The Moon Hoax of 1835

Yesterday, I wrote about how our Moon is wobbling and it is affecting coastal flooding. It might have sounded like a hoax, but it is true. However, there was a big Moon hoax that started on August 25, 1835. The Sun newspaper in New York City printed a series of articles describing scientific findings about the Moon. They said the information came from the Edinburgh Journal of Science. The information was recounted by Dr. Andrew Grant, a colleague of the famous astronomer Sir John Herschel.
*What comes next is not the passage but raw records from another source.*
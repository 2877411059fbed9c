//! Lexical and semantic fingerprints over manuscript content.
//!
//! The lexical digest is an exact-content SHA-256: any byte change anywhere
//! in the tracked content changes it. The semantic signature is a 64-bit
//! simhash over word tokens, so paraphrase-level edits keep most bits in
//! common while unrelated text diverges. Both are pure functions of their
//! inputs.

use sha2::{Digest, Sha256};
use siphasher::sip::SipHasher24;
use std::fmt;
use std::hash::Hasher;

use crate::error::{EngineError, EngineResult};

/// Width of the semantic signature in bits.
pub const SIGNATURE_BITS: u32 = 64;

// Fixed keys so signatures are stable across runs and hosts.
const TOKEN_HASH_KEYS: (u64, u64) = (0x6d68_7562_2d73_6967, 0x6669_6e67_6572_7072);

/// Reject content that signals an upstream decode failure. Extraction output
/// that arrived through a lossy conversion carries U+FFFD; NUL never appears
/// in legitimate manuscript text.
pub fn canonicalize(text: &str) -> EngineResult<&str> {
    if text.contains('\u{0}') {
        return Err(EngineError::encoding("content contains NUL bytes"));
    }
    if text.contains('\u{FFFD}') {
        return Err(EngineError::encoding(
            "content contains replacement characters from a failed decode",
        ));
    }
    Ok(text)
}

/// SHA-256 hex digest over the length-framed concatenation of `parts`.
///
/// Each part is preceded by its byte length so distinct part boundaries can
/// never collide (`["ab", "c"]` vs `["a", "bc"]`). Empty input hashes the
/// empty frame sequence.
pub fn lexical_digest(parts: &[&str]) -> EngineResult<String> {
    let mut hasher = Sha256::new();
    for part in parts {
        let part = canonicalize(part)?;
        hasher.update((part.len() as u64).to_be_bytes());
        hasher.update(part.as_bytes());
    }
    Ok(format!("{:x}", hasher.finalize()))
}

/// A 64-bit locality-sensitive signature of manuscript meaning.
#[derive(Debug, Clone, Copy, PartialEq, Eq)]
pub struct Signature(u64);

impl Signature {
    pub fn zero() -> Self {
        Signature(0)
    }

    pub fn bits(self) -> u64 {
        self.0
    }
}

impl fmt::Display for Signature {
    /// Grouped-bit rendering (`"10110010 01001100 ..."`), eight octets of
    /// the signature from most to least significant.
    fn fmt(&self, f: &mut fmt::Formatter<'_>) -> fmt::Result {
        for group in 0..8 {
            if group > 0 {
                f.write_str(" ")?;
            }
            let octet = (self.0 >> (56 - group * 8)) & 0xff;
            write!(f, "{octet:08b}")?;
        }
        Ok(())
    }
}

/// Parse a grouped-bit signature string. Lenient: whitespace is ignored and
/// anything that is not a full 64 bits of `0`/`1` yields the bits that were
/// present, left-aligned. Round-trips exactly with [`Signature`]'s display.
pub fn parse_signature(text: &str) -> Signature {
    let mut bits = 0u64;
    let mut count = 0u32;
    for ch in text.chars() {
        let bit = match ch {
            '0' => 0,
            '1' => 1,
            _ => continue,
        };
        if count == SIGNATURE_BITS {
            break;
        }
        bits = (bits << 1) | bit;
        count += 1;
    }
    if count == 0 {
        return Signature::zero();
    }
    Signature(bits << (SIGNATURE_BITS - count))
}

/// Compute the simhash signature of `text`.
///
/// Word tokens (lowercased alphanumeric runs) each contribute a keyed 64-bit
/// hash; every bit position accumulates +1/-1 by that hash's bit and the
/// sign of the sum becomes the signature bit. Empty or token-free content
/// yields the all-zero signature.
pub fn semantic_signature(text: &str) -> EngineResult<Signature> {
    let text = canonicalize(text)?;
    let mut acc = [0i32; SIGNATURE_BITS as usize];
    let mut saw_token = false;
    for token in tokens(text) {
        saw_token = true;
        let hash = token_hash(&token);
        for (position, slot) in acc.iter_mut().enumerate() {
            if hash >> position & 1 == 1 {
                *slot += 1;
            } else {
                *slot -= 1;
            }
        }
    }
    if !saw_token {
        return Ok(Signature::zero());
    }
    let mut bits = 0u64;
    for (position, slot) in acc.iter().enumerate() {
        if *slot > 0 {
            bits |= 1 << position;
        }
    }
    Ok(Signature(bits))
}

/// Similarity of two signatures in [0, 100], monotone in bit overlap and
/// exactly 100 for identical signatures. Rounded to two decimals.
pub fn similarity(a: Signature, b: Signature) -> f64 {
    let matching = SIGNATURE_BITS - (a.bits() ^ b.bits()).count_ones();
    round2(f64::from(matching) * 100.0 / f64::from(SIGNATURE_BITS))
}

/// Round to two decimal places, the precision the similarity score is
/// reported and stored at.
pub fn round2(value: f64) -> f64 {
    (value * 100.0).round() / 100.0
}

fn tokens(text: &str) -> impl Iterator<Item = String> + '_ {
    text.split(|ch: char| !ch.is_alphanumeric())
        .filter(|token| !token.is_empty())
        .map(|token| token.to_lowercase())
}

fn token_hash(token: &str) -> u64 {
    let mut hasher = SipHasher24::new_with_keys(TOKEN_HASH_KEYS.0, TOKEN_HASH_KEYS.1);
    hasher.write(token.as_bytes());
    hasher.finish()
}
//! Command-level orchestration of the five-phase workflow.
//!
//! Each `run_*` function is one user action: load the Session Record, guard,
//! call at most one external collaborator, commit, persist, report. A failed
//! action never persists a partially updated record — mutation happens in
//! memory through the record's validated operations, and the staged store
//! only runs after they succeed.

use anyhow::{bail, Context, Result};
use serde::Serialize;
use std::fs;
use std::io::BufRead;
use std::path::{Path, PathBuf};

use crate::citations::{
    split_references, Choice, CitationCoordinator, ResolutionItem, STANDARDIZE_CITATIONS,
};
use crate::error::EngineError;
use crate::fixes::{self, FixOutcome, Notifier, FORMAT_STRUCTURAL_LAYOUT};
use crate::services::{
    ExportKind, ExportService, ExtractionService, RegistryService, RewriteService,
};
use crate::session::{self, Phase, SessionRecord};
use crate::util;

pub fn run_upload(
    session_dir: &Path,
    file: &Path,
    extraction: &dyn ExtractionService,
) -> Result<()> {
    if session::session_exists(session_dir) {
        bail!(
            "a session already exists in {} (run `mhub reset` to discard it)",
            session_dir.display()
        );
    }
    let bytes = fs::read(file).with_context(|| format!("read {}", file.display()))?;
    let file_name = file
        .file_name()
        .and_then(|name| name.to_str())
        .unwrap_or("manuscript");

    eprintln!("Extracting {file_name}...");
    let output = extraction.extract(file_name, &bytes)?;
    if output.raw_text.trim().is_empty() {
        return Err(EngineError::validation("extraction", "raw text is empty").into());
    }
    if output.lexical_hash.is_empty() {
        return Err(EngineError::validation("extraction", "lexical hash is missing").into());
    }

    let record = SessionRecord::new(
        file_name.to_string(),
        output.raw_text,
        output.metadata,
        output.lexical_hash,
    )?;
    session::store(session_dir, &record)?;

    tracing::info!(
        file = file_name,
        confidence = record.metadata.confidence(),
        "session created"
    );
    println!(
        "Uploaded {file_name}: phase {}, extraction confidence {}%",
        record.phase,
        record.metadata.confidence()
    );
    println!("Lexical original: {}", record.lexical.original);
    Ok(())
}

pub fn run_verify(session_dir: &Path) -> Result<()> {
    let mut record = session::load(session_dir)?;
    record.advance_to(Phase::Verifying)?;
    session::store(session_dir, &record)?;

    println!("Phase {}. Review the extracted structure:", record.phase);
    println!("  title:      {}", record.metadata.title);
    println!("  authors:    {}", record.metadata.authors);
    println!(
        "  abstract:   {}",
        util::truncate_string(&record.metadata.abstract_text, 120)
    );
    println!("  references: {}", record.metadata.references.len());
    println!("  confidence: {}%", record.metadata.confidence());
    println!("Correct any field with `mhub edit`, then `mhub confirm`.");
    Ok(())
}

/// Reviewer corrections to the extracted structure. Only supplied fields
/// change.
#[derive(Debug, Default)]
pub struct EditFields {
    pub title: Option<String>,
    pub authors: Option<String>,
    pub abstract_text: Option<String>,
    pub headings: Option<String>,
    pub references_file: Option<PathBuf>,
}

pub fn run_edit(session_dir: &Path, fields: EditFields) -> Result<()> {
    let mut record = session::load(session_dir)?;
    record.require_phase(Phase::Verifying, "edit metadata")?;

    let mut metadata = record.metadata.clone();
    if let Some(title) = fields.title {
        metadata.title = title;
    }
    if let Some(authors) = fields.authors {
        metadata.authors = authors;
    }
    if let Some(abstract_text) = fields.abstract_text {
        metadata.abstract_text = abstract_text;
    }
    if let Some(headings) = fields.headings {
        metadata.headings = headings;
    }
    if let Some(path) = fields.references_file {
        let block = fs::read_to_string(&path)
            .with_context(|| format!("read references from {}", path.display()))?;
        metadata.references = split_references(&block);
    }

    if metadata == record.metadata {
        println!("No changes.");
        return Ok(());
    }
    record.commit_metadata(metadata)?;
    session::store(session_dir, &record)?;
    println!(
        "Metadata updated; current lexical: {}",
        record.lexical.current
    );
    Ok(())
}

pub fn run_confirm(session_dir: &Path) -> Result<()> {
    let mut record = session::load(session_dir)?;
    record.advance_to(Phase::CompliancePending)?;
    session::store(session_dir, &record)?;
    println!(
        "Structure confirmed; phase {}. Apply fixes, then `mhub finalize`.",
        record.phase
    );
    Ok(())
}

pub fn run_fix(
    session_dir: &Path,
    fix_name: &str,
    rewrite: &dyn RewriteService,
    notifier: &mut dyn Notifier,
) -> Result<()> {
    let mut record = session::load(session_dir)?;
    let outcome = fixes::apply_fix(&mut record, fix_name, rewrite, notifier)?;
    if outcome == FixOutcome::Applied {
        session::store(session_dir, &record)?;
        println!(
            "Semantic similarity after fix: {}%",
            record.semantic.similarity_score
        );
    }
    Ok(())
}

/// Run the interactive citation-resolution loop, reading one decision per
/// presented item from `input`. The record is persisted after every
/// committed decision so an aborted run never loses accepted suggestions.
pub fn run_citations(
    session_dir: &Path,
    registry: &dyn RegistryService,
    input: &mut dyn BufRead,
) -> Result<()> {
    let mut record = session::load(session_dir)?;
    let mut coordinator = CitationCoordinator::new();

    eprintln!("Verifying citations against the registry...");
    coordinator.start(&mut record, registry)?;
    session::store(session_dir, &record)?;

    while let Some((position, total, item)) = coordinator.current_item() {
        let item = item.clone();
        present_item(position, total, &item);
        let choice = read_choice(input, item.suggestion.is_some())?;
        coordinator.resolve(&mut record, choice)?;
        session::store(session_dir, &record)?;
    }

    println!("Citation standardization complete.");
    Ok(())
}

fn present_item(position: usize, total: usize, item: &ResolutionItem) {
    println!();
    println!("Resolve mismatch ({position} of {total})");
    println!("  detected:   {}", item.original);
    match &item.suggestion {
        Some(suggestion) => {
            let score = item
                .score
                .map(|score| format!(" (score {})", score.round()))
                .unwrap_or_default();
            println!("  suggestion{score}: {suggestion}");
        }
        None => println!("  suggestion: none with sufficient confidence"),
    }
}

fn read_choice(input: &mut dyn BufRead, has_suggestion: bool) -> Result<Choice> {
    loop {
        if has_suggestion {
            eprint!("[a]ccept suggestion / [k]eep original: ");
        } else {
            eprint!("[k]eep original: ");
        }
        let mut line = String::new();
        if input.read_line(&mut line).context("read decision")? == 0 {
            bail!("citation resolution aborted: input closed");
        }
        match line.trim().to_lowercase().as_str() {
            "a" | "accept" if has_suggestion => return Ok(Choice::Accept),
            "k" | "keep" => return Ok(Choice::Keep),
            other => eprintln!("unrecognized choice {other:?}"),
        }
    }
}

pub fn run_finalize(session_dir: &Path) -> Result<()> {
    let mut record = session::load(session_dir)?;
    record.advance_to(Phase::Finalized)?;
    session::store(session_dir, &record)?;

    println!("Phase {}. Integrity proofs:", record.phase);
    println!("  lexical original:  {}", record.lexical.original);
    println!("  lexical current:   {}", record.lexical.current);
    println!("  semantic original: {}", record.semantic.original);
    println!("  semantic current:  {}", record.semantic.current);
    println!("  similarity:        {}%", record.semantic.similarity_score);
    Ok(())
}

pub fn run_export(
    session_dir: &Path,
    out: &Path,
    kind: ExportKind,
    export: &dyn ExportService,
) -> Result<()> {
    let mut record = session::load(session_dir)?;
    // Guard up front so a wrong-phase call never hits the renderer.
    record.require_phase(Phase::Finalized, &format!("export {}", kind.as_str()))?;

    eprintln!("Rendering {} artifact...", kind.as_str());
    let artifact = export.render(kind, &record.metadata, &record.raw_text)?;
    fs::write(out, &artifact).with_context(|| format!("write {}", out.display()))?;

    record.advance_to(Phase::Exported)?;
    session::store(session_dir, &record)?;

    println!(
        "Wrote {} ({} bytes, sha256 {})",
        out.display(),
        artifact.len(),
        util::sha256_hex(&artifact)
    );
    Ok(())
}

#[derive(Debug, Serialize)]
struct ChecklistEntry {
    label: &'static str,
    passed: bool,
    detail: &'static str,
}

#[derive(Debug, Serialize)]
struct StatusView<'a> {
    phase: Phase,
    source_file: &'a str,
    confidence: u8,
    lexical_original: &'a str,
    lexical_current: &'a str,
    semantic_original: &'a str,
    semantic_current: &'a str,
    similarity_score: f64,
    references: usize,
    applied_fixes: &'a [String],
    checklist: Vec<ChecklistEntry>,
}

fn checklist(record: &SessionRecord) -> Vec<ChecklistEntry> {
    let citations = record.has_fix(STANDARDIZE_CITATIONS);
    let prose = record.has_fix(FORMAT_STRUCTURAL_LAYOUT);
    vec![
        ChecklistEntry {
            label: "Academic Integrity (Plagiarism)",
            passed: true,
            detail: "raw text immutable since upload",
        },
        ChecklistEntry {
            label: "Citation Style (IEEE)",
            passed: citations,
            detail: if citations {
                "all citations verified"
            } else {
                "citations need formatting verification"
            },
        },
        ChecklistEntry {
            label: "Prose Integrity",
            passed: prose,
            detail: if prose {
                "human prose preserved"
            } else {
                "pending structural fix"
            },
        },
        ChecklistEntry {
            label: "Proper Formatting (Margins/Fonts)",
            passed: true,
            detail: "handled by the renderer",
        },
    ]
}

pub fn run_status(session_dir: &Path, json: bool) -> Result<()> {
    if !session::session_exists(session_dir) {
        println!(
            "No active session in {} (run `mhub upload`).",
            session_dir.display()
        );
        return Ok(());
    }
    let record = session::load(session_dir)?;
    let view = StatusView {
        phase: record.phase,
        source_file: &record.source_file,
        confidence: record.metadata.confidence(),
        lexical_original: &record.lexical.original,
        lexical_current: &record.lexical.current,
        semantic_original: &record.semantic.original,
        semantic_current: &record.semantic.current,
        similarity_score: record.semantic.similarity_score,
        references: record.metadata.references.len(),
        applied_fixes: &record.applied_fixes,
        checklist: checklist(&record),
    };

    if json {
        println!(
            "{}",
            serde_json::to_string_pretty(&view).context("serialize status")?
        );
        return Ok(());
    }

    println!("Session: {} ({})", view.source_file, view.phase);
    println!("  references:  {}", view.references);
    println!("  confidence:  {}%", view.confidence);
    println!(
        "  lexical:     {} -> {}",
        view.lexical_original, view.lexical_current
    );
    println!("  similarity:  {}%", view.similarity_score);
    for entry in &view.checklist {
        let mark = if entry.passed { "pass" } else { "warn" };
        println!("  [{mark}] {} ({})", entry.label, entry.detail);
    }
    if !view.applied_fixes.is_empty() {
        println!("  applied fixes: {}", view.applied_fixes.join(", "));
    }
    Ok(())
}

pub fn run_reset(session_dir: &Path) -> Result<()> {
    if session::reset(session_dir)? {
        println!("Session discarded.");
    } else {
        println!("No active session to discard.");
    }
    Ok(())
}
The articles described the flora and fauna of the moon, the beings that lived there and the temples where they lived. Those lunar folks were said to “average four feet in height, were covered, except on the face, with short and glossy copper-colored hair, and had wings composed of a thin membrane, without hair, lying snugly on their backs.”  All of this information was seen by an observatory at the Cape of Good Hope.

Of course, it was all a lie. No Dr. Grant, no observatory, no beings. But people believed this. Surprising? Well, people believed Orson Welles’ War of the Worlds radio broadcast about a hundred years later and thought aliens had landed in New Jersey. You don’t expect to read satire or find hoaxes in a newspaper or hear them on radio. People today sometimes see a tweet or link to a story from the satiric The Onion and react or pass it on as true.

Copies of the The Sun sold out and the series was getting reprinted all over the country and the world. The man behind all this was Richard Adams Locke, an editor at The Sun.  He claimed for a while that he hadn’t intended for anyone to believe the tales and that when he wanted to go public with the hoax  but the owner of the paper wouldn’t do it and it was many years before this ridiculous fake news was fully debunked. I suspect people had sopped believing it long before that, but who knows for sure.Edgar Allen Poe claimed the idea was plagiarized from a satire he’d written just a few weeks earlier about a man who made his way to the moon by hot air balloon.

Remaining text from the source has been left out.